Posted on 06/18/2003 3:25:36 PM PDT by MHGinTN

In a recent article for First Things, Maureen L. Condic, PhD, Assistant professor of Neurobiology and Anatomy at the University of Utah, presents a convincing argument for meaning of the death protocol (used when organ harvesting is anticipated) to also be used when contemplating prenatal life. She has stated accurately that, “… the loss of integrated bodily function, not the loss of higher mental ability, is the defining legal characteristic of death.”

...

To paraphrase Dr. Condic’s assertion: to be alive as an ORGANISM, the organism is functioning as an integrated whole, rather than life being defined solely from an organ, a form within the organism. …

In order to accurately apply the meaning of the death protocol offered in Dr. Condic’s article, we will have to show how an embryo is more than a mere collection of cells. We will have to show how the embryo is in fact a functioning, integrated whole human organism. If the embryo can be defined on this basis, the definition of an alive, individual human being would fit, and the human being should be protected from exploitation and euthanasia.

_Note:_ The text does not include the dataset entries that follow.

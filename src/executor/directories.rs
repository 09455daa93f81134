//! Directory creation: `mkdir -- paths...`

use std::fs;
use std::path::Path;

use log::debug;

use super::{Command, ExecContext};
use crate::error::HandlerError;

/// `mkdir -- paths...`
///
/// Creates each path with its missing parents. Existing directories are
/// left alone, so running the same statement twice is harmless.
#[derive(Debug, Clone, Default)]
pub struct Mkdir;

impl Command for Mkdir {
    fn name(&self) -> &str {
        "mkdir"
    }

    fn run(&self, args: &[String], ctx: &mut ExecContext<'_>) -> Result<(), HandlerError> {
        for arg in args {
            create_dir(&ctx.resolve(arg))?;
        }
        Ok(())
    }
}

/// Create a directory and its parents.
pub fn create_dir(path: &Path) -> Result<(), HandlerError> {
    debug!("mkdir {}", path.display());
    fs::create_dir_all(path)
        .map_err(|e| HandlerError::io(format!("creating directory '{}'", path.display()), e))
}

What is the focus of the transition from embryo age to fetal age are the organs of the fetus. It is generally held that the organs are all in place when the individual life is redefined as a fetus. The gestational process during the fetal age is a process of the already constructed organs growing larger and more functional for survival. But during the fetal age, the not yet fully functional organs are not the sole sustainer of the individual life. The placenta is still drawing nourishment from the woman’s body and protecting the individual from being rejected as foreign tissue. If we are to apply the notion of a functioning integrated whole to define individual aliveness, the organs necessary for survival must all be included. Since the primitive brain stem and other organs such as primitive lungs, to be relied upon at a later age in the individual’s lifetime, are not yet fully functional, some other organ will have to be responsible for the functioning whole.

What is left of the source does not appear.